Third Culture Kids
“Third culture kids” (TCK) are global nomads who grew up in a culture other than their parents, and who often do not feel as if they have a culture of their own. Many TCKs feel at home anywhere, while others struggle to find a sense of home.
professors who care
Many EMU professors are global nomads who have not only lived and worked overseas for long periods of time, but were third culture kids or missionary kids themselves. Some faculty TCKs are Lester Zook, Nancy Heisey and Matt Siderhurst.
a welcoming campus
“EMU’s international awareness, coupled with its diverse student body, really helped me feel at home and encouraged me to further develop my cultural perceptions.”
2012 digital media graduate
14 years in South Africa
Missionary kids are a subset of TCKs. They are children whose parents work in the mission field, for the government, in international business, for the military, etc.
Third culture kids deal with a variety of issues as they enter college. For some, there is a lot to process! They ask:
- “Where do I belong?”
- “Where is ‘home?’”
- “What is my culture?”
- “How do I put together my experiences internationally with a life in the United States?”
What you’ll find at EMU
- A student club and support network of other TCKs. (Faculty members Jim and Lori Leaman are advisors.)

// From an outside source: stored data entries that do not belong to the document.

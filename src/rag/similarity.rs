//! Lexical similarity for ranking knowledge-base entries.

use std::collections::HashMap;

const STOP_WORDS: &[&str] = &[
    "a", "an", "and", "are", "as", "at", "be", "by", "do", "does", "for", "from", "how", "in",
    "is", "it", "its", "of", "on", "or", "that", "the", "this", "to", "was", "what", "when",
    "which", "who", "with",
];

/// Lower-cased alphanumeric tokens with stop words removed.
pub fn tokenize(text: &str) -> Vec<String> {
    text.split(|c: char| !c.is_alphanumeric())
        .filter(|t| !t.is_empty())
        .map(str::to_lowercase)
        .filter(|t| !STOP_WORDS.contains(&t.as_str()))
        .collect()
}

/// Term-frequency vector of a text.
#[derive(Debug, Clone, Default)]
pub struct TermVector {
    counts: HashMap<String, f64>,
    norm: f64,
}

impl TermVector {
    pub fn new(text: &str) -> Self {
        let mut counts: HashMap<String, f64> = HashMap::new();
        for token in tokenize(text) {
            *counts.entry(token).or_default() += 1.0;
        }
        let norm = counts.values().map(|c| c * c).sum::<f64>().sqrt();
        Self { counts, norm }
    }

    /// Cosine similarity in `[0, 1]`; zero when either side has no terms.
    pub fn cosine(&self, other: &TermVector) -> f64 {
        if self.norm == 0.0 || other.norm == 0.0 {
            return 0.0;
        }
        let (small, large) = if self.counts.len() <= other.counts.len() {
            (self, other)
        } else {
            (other, self)
        };
        let dot: f64 = small
            .counts
            .iter()
            .filter_map(|(term, a)| large.counts.get(term).map(|b| a * b))
            .sum();
        dot / (self.norm * other.norm)
    }
}

/// Indices of the `top_k` items most similar to `query`, best first.
///
/// Ties keep the items' original order.
pub fn rank<T>(query: &str, items: &[T], text: impl Fn(&T) -> &str, top_k: usize) -> Vec<usize> {
    let query = TermVector::new(query);
    let mut scored: Vec<(usize, f64)> = items
        .iter()
        .enumerate()
        .map(|(i, item)| (i, query.cosine(&TermVector::new(text(item)))))
        .collect();
    scored.sort_by(|a, b| b.1.total_cmp(&a.1));
    scored.into_iter().take(top_k).map(|(i, _)| i).collect()
}
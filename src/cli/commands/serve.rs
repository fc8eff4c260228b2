//! Web server command.

use console::style;

use super::check::ensure_valid;
use crate::cli::icons::arrow;
use crate::config::Settings;

/// Start the web server.
pub async fn cmd_serve(settings: &Settings, bind: Option<&str>) -> anyhow::Result<()> {
    ensure_valid(settings)?;

    let (host, port) = match bind {
        Some(bind) => parse_bind_address(bind, &settings.server.host, settings.server.port),
        None => (settings.server.host.clone(), settings.server.port),
    };

    println!(
        "{} Starting analyst server at http://{}:{} ({} / {})",
        arrow(),
        host,
        port,
        settings.llm.provider,
        settings.llm.model()
    );
    println!("  {}", style("Press Ctrl+C to stop").dim());

    crate::server::serve(settings, &host, port).await
}

/// Parse a bind address that can be:
/// - Just a port: "3030" -> default_host:3030
/// - Just a host: "127.0.0.1" -> 127.0.0.1:default_port
/// - Host and port: "0.0.0.0:3030" -> 0.0.0.0:3030
fn parse_bind_address(bind: &str, default_host: &str, default_port: u16) -> (String, u16) {
    if let Ok(port) = bind.parse::<u16>() {
        return (default_host.to_string(), port);
    }

    if let Some((host, port_str)) = bind.rsplit_once(':') {
        if let Ok(port) = port_str.parse::<u16>() {
            return (host.to_string(), port);
        }
    }

    (bind.to_string(), default_port)
}
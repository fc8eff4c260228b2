//! HTTP request handlers.

mod analyze;
mod api;

pub use analyze::analyze;
pub use api::{add_context, health, stats, submit_feedback};
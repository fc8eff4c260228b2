//! `.env` template command.

use std::path::Path;

use crate::cli::icons::success;
use crate::config::ENV_EXAMPLE;

/// Print the template, or write it to `path` if that file doesn't exist yet.
pub fn cmd_env_example(path: Option<&Path>) -> anyhow::Result<()> {
    let Some(path) = path else {
        print!("{}", ENV_EXAMPLE);
        return Ok(());
    };

    if path.exists() {
        anyhow::bail!("{} already exists; not overwriting", path.display());
    }
    std::fs::write(path, ENV_EXAMPLE)?;
    eprintln!("{} Wrote {}", success(), path.display());
    Ok(())
}

#[cfg(test)]
mod tests {
    use super::*;
    use tempfile::tempdir;

    #[test]
    fn test_refuses_to_overwrite() {
        let dir = tempdir().unwrap();
        let path = dir.path().join(".env");

        cmd_env_example(Some(&path)).unwrap();
        assert_eq!(std::fs::read_to_string(&path).unwrap(), ENV_EXAMPLE);

        std::fs::write(&path, "OPENAI_API_KEY=keep-me\n").unwrap();
        assert!(cmd_env_example(Some(&path)).is_err());
        assert_eq!(
            std::fs::read_to_string(&path).unwrap(),
            "OPENAI_API_KEY=keep-me\n"
        );
    }
}
//! Feedback, knowledge-base, stats and health endpoints.

use axum::extract::State;
use axum::Json;
use serde::Deserialize;
use serde_json::{json, Map, Value};

use super::super::error::ApiError;
use super::super::AppState;

#[derive(Debug, Deserialize)]
pub struct FeedbackRequest {
    pub interaction_id: String,
    pub feedback: String,
    pub success_score: Option<f64>,
}

#[derive(Debug, Deserialize)]
pub struct ContextRequest {
    pub content: String,
    pub metadata: Option<Map<String, Value>>,
}

/// Attach feedback to a past interaction.
pub async fn submit_feedback(
    State(state): State<AppState>,
    Json(request): Json<FeedbackRequest>,
) -> Result<Json<Value>, ApiError> {
    let score = state.analyst.rag().submit_feedback(
        &request.interaction_id,
        &request.feedback,
        request.success_score,
    )?;
    Ok(Json(json!({
        "message": "Feedback submitted successfully",
        "success_score": score,
    })))
}

/// Add a snippet to the knowledge base.
pub async fn add_context(
    State(state): State<AppState>,
    Json(request): Json<ContextRequest>,
) -> Result<Json<Value>, ApiError> {
    state
        .analyst
        .rag()
        .add_context(&request.content, request.metadata.unwrap_or_default())?;
    Ok(Json(json!({"message": "Context added successfully"})))
}

/// Learning metrics.
pub async fn stats(State(state): State<AppState>) -> Result<Json<Value>, ApiError> {
    let stats = state.analyst.rag().stats()?;
    let mut body = serde_json::to_value(stats).map_err(|e| ApiError::internal(e.to_string()))?;
    if let Value::Object(map) = &mut body {
        map.insert("system_learning".to_string(), Value::Bool(true));
    }
    Ok(Json(body))
}

/// Health check endpoint for container orchestration.
pub async fn health(State(state): State<AppState>) -> Json<Value> {
    Json(json!({
        "status": "healthy",
        "rag_system": "active",
        "llm_provider": state.analyst.provider().as_str(),
        "version": env!("CARGO_PKG_VERSION"),
    }))
}
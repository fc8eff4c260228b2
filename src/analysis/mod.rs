//! Plan parsing, table loading, execution and chart rendering.

mod executor;
mod plan;
mod plot;
mod table;

pub use executor::{ExecutionError, PlanExecutor, StepError};
pub use plan::{is_valid_name, Plan, PlanError, PlotKind, Step};
pub use plot::{least_squares, render_plot, PlotError, MAX_PLOT_BYTES};
pub use table::{sanitize_identifier, Cell, Table, TableError};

- Faculty, staff and community members who have lived and served overseas, uniquely equipped to mentor. Many are third culture kids themselves.
- A special first-year orientation program just for TCKs and missionary kids, led by the director of international student services.
- A cross-cultural curriculum where you can study internationally with peers or earn credit for past international experience.
- Classrooms in which your unique perspective is encouraged and valued.
- Opportunities to pray and discern God’s calling for your career path. About 40 religious groups are represented on campus. (Mennonite students account for about 40 percent of enrollment.)
- A diverse student body! More than 20 percent of students are multicultural students and over 10 percent have international backgrounds.